## WHAT TO DO:
Could you copy every line in the listing below that has the word "move"?

## SOURCE MATERIAL:
::::::::::

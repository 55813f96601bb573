// ffmpeg and ffprobe are driven as subprocesses (std::process::Command).
// Runtime prerequisite: both binaries on PATH.
//
// Layout:
//   - `probe_video`   : ffprobe → width/height/fps/duration
//   - `capture_frame` : one ffmpeg run → one raw RGBA frame at a position
//   - `VideoSource`   : capture thread answering seek requests, `FrameSource` impl
//   - `capture_loop`  : the thread body, coalesces pending seeks

use anyhow::{Context, Result};
use flume::{Receiver, Sender};
use std::io::Read;
use std::path::Path;
use std::process::{Command, Stdio};
use std::thread;

use al_core::frame::{FrameBuffer, Seeked};
use al_core::traits::FrameSource;

/// Commands for the capture thread.
///
/// # Example
/// ```
/// use al_source::video::VideoCommand;
/// let cmd = VideoCommand::Seek(5.0);
/// assert!(matches!(cmd, VideoCommand::Seek(_)));
/// ```
#[derive(Debug, Clone, Copy, PartialEq)]
pub enum VideoCommand {
    /// Capture the frame at this absolute position (seconds).
    Seek(f64),
    /// Stop the thread.
    Quit,
}

/// Metadata extracted via ffprobe.
#[derive(Clone, Copy, Debug, PartialEq)]
pub struct VideoInfo {
    pub width: u32,
    pub height: u32,
    /// Frames per second (e.g. 23.976, 24.0, 30.0).
    pub fps: f64,
    /// Clip length in seconds.
    pub duration: f64,
}

/// Parse `key=value` lines printed by ffprobe.
///
/// # Errors
/// Fails when no usable video stream size or duration is present.
///
/// # Example
/// ```
/// use al_source::video::parse_probe_output;
/// let info = parse_probe_output("width=640\nheight=360\nr_frame_rate=30000/1001\nduration=4.2\n").unwrap();
/// assert_eq!((info.width, info.height), (640, 360));
/// assert!((info.fps - 29.97).abs() < 0.01);
/// ```
pub fn parse_probe_output(text: &str) -> Result<VideoInfo> {
    let mut width: u32 = 0;
    let mut height: u32 = 0;
    let mut fps: f64 = 30.0;
    let mut duration: f64 = 0.0;

    for line in text.lines() {
        if let Some(val) = line.strip_prefix("width=") {
            width = val.trim().parse().unwrap_or(0);
        } else if let Some(val) = line.strip_prefix("height=") {
            height = val.trim().parse().unwrap_or(0);
        } else if let Some(val) = line.strip_prefix("r_frame_rate=") {
            // Format: "24/1", "30000/1001"
            let mut parts = val.trim().splitn(2, '/');
            let num: f64 = parts.next().and_then(|s| s.parse().ok()).unwrap_or(30.0);
            let den: f64 = parts.next().and_then(|s| s.parse().ok()).unwrap_or(1.0);
            if den > 0.0 && num > 0.0 {
                fps = num / den;
            }
        } else if let Some(val) = line.strip_prefix("duration=") {
            // Stream and container may both report; keep the first real value.
            if duration <= 0.0 {
                duration = val.trim().parse().unwrap_or(0.0);
            }
        }
    }

    if width == 0 || height == 0 {
        anyhow::bail!("no video stream found");
    }
    if !(duration.is_finite() && duration > 0.0) {
        anyhow::bail!("video has no known duration");
    }
    Ok(VideoInfo {
        width,
        height,
        fps,
        duration,
    })
}

/// Query `ffprobe` for the main video stream.
///
/// # Errors
/// Returns an error if `ffprobe` cannot be run or the file has no
/// decodable video stream.
pub fn probe_video(path: &Path) -> Result<VideoInfo> {
    let path_str = path.to_str().context("video path is not valid UTF-8")?;

    let output = Command::new("ffprobe")
        .args([
            "-v",
            "quiet",
            "-select_streams",
            "v:0",
            "-show_entries",
            "stream=width,height,r_frame_rate:format=duration",
            "-of",
            "default=noprint_wrappers=1",
            "-i",
            path_str,
        ])
        .stdout(Stdio::piped())
        .stderr(Stdio::null())
        .output()
        .context("cannot run ffprobe; is it installed and on PATH?")?;

    let text = String::from_utf8_lossy(&output.stdout);
    let info = parse_probe_output(&text).with_context(|| path.display().to_string())?;

    log::info!(
        "probe_video: {}x{} @ {:.3}fps, {:.2}s: {}",
        info.width,
        info.height,
        info.fps,
        info.duration,
        path.display()
    );
    Ok(info)
}

/// Capture size: native size capped at `max_width`, aspect preserved,
/// both sides even (ffmpeg scalers prefer it) and at least 2.
///
/// # Example
/// ```
/// use al_source::video::{capture_size, VideoInfo};
/// let info = VideoInfo { width: 1920, height: 1080, fps: 30.0, duration: 1.0 };
/// assert_eq!(capture_size(&info, 480), (480, 270));
/// ```
#[must_use]
pub fn capture_size(info: &VideoInfo, max_width: u32) -> (u32, u32) {
    let w = info.width.min(max_width.max(2));
    let h = (u64::from(info.height) * u64::from(w) / u64::from(info.width.max(1))) as u32;
    let even = |v: u32| (v & !1).max(2);
    (even(w), even(h))
}

/// Reads exactly `buf.len()` bytes from `reader`.
///
/// # Errors
/// Returns `Ok(true)` on success, `Ok(false)` on EOF before completion,
/// `Err` on a fatal I/O error.
pub fn read_exact_or_eof<R: Read>(reader: &mut R, buf: &mut [u8]) -> Result<bool> {
    let mut total = 0usize;
    while total < buf.len() {
        match reader.read(&mut buf[total..]) {
            Ok(0) => return Ok(false),
            Ok(n) => total += n,
            Err(e) if e.kind() == std::io::ErrorKind::Interrupted => {}
            Err(e) => return Err(e.into()),
        }
    }
    Ok(true)
}

/// Decode the single frame at `pos_secs`, scaled to `w × h` RGBA.
///
/// `Ok(None)` means ffmpeg produced no frame there (position not decodable).
///
/// # Errors
/// Returns an error if ffmpeg cannot be spawned or its pipe fails.
pub fn capture_frame(path: &Path, pos_secs: f64, w: u32, h: u32) -> Result<Option<FrameBuffer>> {
    let path_str = path.to_str().context("video path is not valid UTF-8")?;
    let scale_filter = format!("scale={w}:{h}:flags=bilinear");
    let pos_str = format!("{:.3}", pos_secs.max(0.0));

    let mut child = Command::new("ffmpeg")
        .args([
            "-ss",
            &pos_str, // seek before -i: fast, keyframe based
            "-i",
            path_str,
            "-frames:v",
            "1",
            "-vf",
            &scale_filter,
            "-f",
            "rawvideo",
            "-pix_fmt",
            "rgba",
            "-an",
            "-hide_banner",
            "-loglevel",
            "error",
            "pipe:1",
        ])
        .stdout(Stdio::piped())
        .stdin(Stdio::null())
        .stderr(Stdio::null())
        .spawn()
        .context("cannot run ffmpeg; is it installed and on PATH?")?;

    let mut frame = FrameBuffer::new(w, h);
    let read = match child.stdout.as_mut() {
        Some(stdout) => read_exact_or_eof(stdout, &mut frame.data),
        None => Ok(false),
    };
    let _ = child.kill();
    let _ = child.wait();

    Ok(read?.then_some(frame))
}

/// Clip scrubbed by a dedicated capture thread.
///
/// `request_seek` posts the position; the thread decodes that frame and
/// posts a [`Seeked`] back. Dropping the source stops and joins the thread;
/// a capture still running at that point is discarded.
pub struct VideoSource {
    info: VideoInfo,
    cmd_tx: Sender<VideoCommand>,
    seeked_rx: Receiver<Seeked>,
    seeking: bool,
    handle: Option<thread::JoinHandle<()>>,
}

impl VideoSource {
    /// Probe `path` and start the capture thread.
    ///
    /// # Errors
    /// Returns an error if probing fails or the thread cannot be spawned.
    pub fn open(path: &Path, capture_width: u32) -> Result<Self> {
        let info = probe_video(path)?;
        let (w, h) = capture_size(&info, capture_width);
        let (cmd_tx, cmd_rx) = flume::unbounded();
        let (seeked_tx, seeked_rx) = flume::unbounded();

        let thread_path = path.to_path_buf();
        let handle = thread::Builder::new()
            .name("al-video".to_string())
            .spawn(move || {
                capture_loop(
                    |pos| capture_frame(&thread_path, pos, w, h),
                    &cmd_rx,
                    &seeked_tx,
                );
            })
            .context("cannot spawn the video capture thread")?;

        log::debug!("VideoSource: capturing at {w}x{h}");
        Ok(Self {
            info,
            cmd_tx,
            seeked_rx,
            seeking: false,
            handle: Some(handle),
        })
    }
}

impl FrameSource for VideoSource {
    fn duration(&self) -> f64 {
        self.info.duration
    }

    fn is_seeking(&self) -> bool {
        self.seeking
    }

    fn request_seek(&mut self, position: f64) {
        if self.cmd_tx.send(VideoCommand::Seek(position)).is_ok() {
            self.seeking = true;
        } else {
            log::warn!("VideoSource: capture thread is gone, seek ignored");
        }
    }

    fn poll_seeked(&mut self) -> Option<Seeked> {
        match self.seeked_rx.try_recv() {
            Ok(seeked) => {
                self.seeking = false;
                Some(seeked)
            }
            Err(flume::TryRecvError::Empty) => None,
            Err(flume::TryRecvError::Disconnected) => {
                if self.seeking {
                    log::warn!("VideoSource: capture thread stopped");
                    self.seeking = false;
                }
                None
            }
        }
    }
}

impl Drop for VideoSource {
    fn drop(&mut self) {
        let _ = self.cmd_tx.send(VideoCommand::Quit);
        if let Some(handle) = self.handle.take()
            && handle.join().is_err()
        {
            log::warn!("VideoSource: capture thread panicked");
        }
    }
}

/// Capture thread body. `capture` decodes the frame at a position.
///
/// Only the most recent pending seek is honoured; older ones are stale.
/// A `Quit` anywhere in the queue stops the loop before any capture.
fn capture_loop<F>(mut capture: F, cmd_rx: &Receiver<VideoCommand>, seeked_tx: &Sender<Seeked>)
where
    F: FnMut(f64) -> Result<Option<FrameBuffer>>,
{
    while let Ok(cmd) = cmd_rx.recv() {
        let mut target = match cmd {
            VideoCommand::Seek(pos) => pos,
            VideoCommand::Quit => break,
        };
        let mut quit = false;
        for pending in cmd_rx.try_iter() {
            match pending {
                VideoCommand::Seek(pos) => target = pos,
                VideoCommand::Quit => quit = true,
            }
        }
        if quit {
            break;
        }

        let frame = match capture(target) {
            Ok(Some(frame)) => Some(frame),
            Ok(None) => {
                log::debug!("capture: no frame at {target:.3}s");
                None
            }
            Err(e) => {
                log::debug!("capture: {e:#}");
                None
            }
        };

        let seeked = Seeked {
            position: target,
            frame,
        };
        if seeked_tx.send(seeked).is_err() {
            break;
        }
    }
    log::info!("Video capture thread stopped.");
}

#[cfg(test)]
mod tests {
    use super::*;

    #[test]
    fn probe_output_uses_first_duration() {
        let info = parse_probe_output(
            "width=1280\nheight=720\nr_frame_rate=24/1\nduration=N/A\nduration=12.5\n",
        )
        .unwrap();
        assert_eq!(info.fps, 24.0);
        assert_eq!(info.duration, 12.5);
    }

    #[test]
    fn probe_output_without_stream_fails() {
        assert!(parse_probe_output("duration=3.0\n").is_err());
        assert!(parse_probe_output("width=10\nheight=10\n").is_err());
    }

    #[test]
    fn bad_frame_rate_keeps_default() {
        let info =
            parse_probe_output("width=8\nheight=8\nr_frame_rate=0/0\nduration=1.0\n").unwrap();
        assert_eq!(info.fps, 30.0);
    }

    #[test]
    fn capture_size_never_upscales_and_stays_even() {
        let info = VideoInfo {
            width: 321,
            height: 241,
            fps: 30.0,
            duration: 1.0,
        };
        assert_eq!(capture_size(&info, 480), (320, 240));
        assert_eq!(capture_size(&info, 101), (100, 74));
    }

    /// Run the loop on this thread over `commands`, recording capture positions.
    fn run_loop(
        commands: &[VideoCommand],
        mut capture: impl FnMut(f64) -> Result<Option<FrameBuffer>>,
    ) -> (Vec<f64>, Vec<Seeked>) {
        let (cmd_tx, cmd_rx) = flume::unbounded();
        let (seeked_tx, seeked_rx) = flume::unbounded();
        for &cmd in commands {
            cmd_tx.send(cmd).unwrap();
        }
        drop(cmd_tx);
        let mut captured = Vec::new();
        capture_loop(
            |pos| {
                captured.push(pos);
                capture(pos)
            },
            &cmd_rx,
            &seeked_tx,
        );
        (captured, seeked_rx.try_iter().collect())
    }

    #[test]
    fn pending_seeks_collapse_to_the_latest() {
        let (captured, seeked) = run_loop(
            &[
                VideoCommand::Seek(1.0),
                VideoCommand::Seek(2.0),
                VideoCommand::Seek(3.0),
            ],
            |_| Ok(Some(FrameBuffer::new(2, 2))),
        );
        assert_eq!(captured, vec![3.0]);
        assert_eq!(seeked.len(), 1);
        assert_eq!(seeked[0].position, 3.0);
        assert!(seeked[0].frame.is_some());
    }

    #[test]
    fn quit_behind_pending_seeks_stops_without_capturing() {
        let (captured, seeked) = run_loop(
            &[
                VideoCommand::Seek(1.0),
                VideoCommand::Seek(2.0),
                VideoCommand::Quit,
                VideoCommand::Seek(4.0),
            ],
            |_| Ok(Some(FrameBuffer::new(2, 2))),
        );
        assert!(captured.is_empty());
        assert!(seeked.is_empty());
    }

    #[test]
    fn failed_capture_completes_without_frame() {
        let (captured, seeked) = run_loop(&[VideoCommand::Seek(0.5)], |_| {
            Err(anyhow::anyhow!("ffmpeg exited"))
        });
        assert_eq!(captured, vec![0.5]);
        assert_eq!(seeked.len(), 1);
        assert!(seeked[0].frame.is_none());

        let (_, seeked) = run_loop(&[VideoCommand::Seek(9.0)], |_| Ok(None));
        assert_eq!(seeked[0].position, 9.0);
        assert!(seeked[0].frame.is_none());
    }

    #[test]
    fn seeks_after_a_capture_are_answered_in_turn() {
        let (cmd_tx, cmd_rx) = flume::unbounded();
        let (seeked_tx, seeked_rx) = flume::unbounded();
        let handle = thread::spawn(move || {
            capture_loop(|_| Ok(Some(FrameBuffer::new(1, 1))), &cmd_rx, &seeked_tx);
        });
        for pos in [0.25, 0.5] {
            cmd_tx.send(VideoCommand::Seek(pos)).unwrap();
            let seeked = seeked_rx.recv().unwrap();
            assert_eq!(seeked.position, pos);
        }
        cmd_tx.send(VideoCommand::Quit).unwrap();
        handle.join().unwrap();
    }

    #[test]
    fn read_exact_reports_eof() {
        let mut short: &[u8] = &[1, 2, 3];
        let mut buf = [0u8; 4];
        assert!(!read_exact_or_eof(&mut short, &mut buf).unwrap());
        let mut full: &[u8] = &[1, 2, 3, 4, 5];
        assert!(read_exact_or_eof(&mut full, &mut buf).unwrap());
        assert_eq!(buf, [1, 2, 3, 4]);
    }
}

::::::::::

## WRITTEN SOLUTION:
            .spawn(move || {
        let handle = thread::spawn(move || {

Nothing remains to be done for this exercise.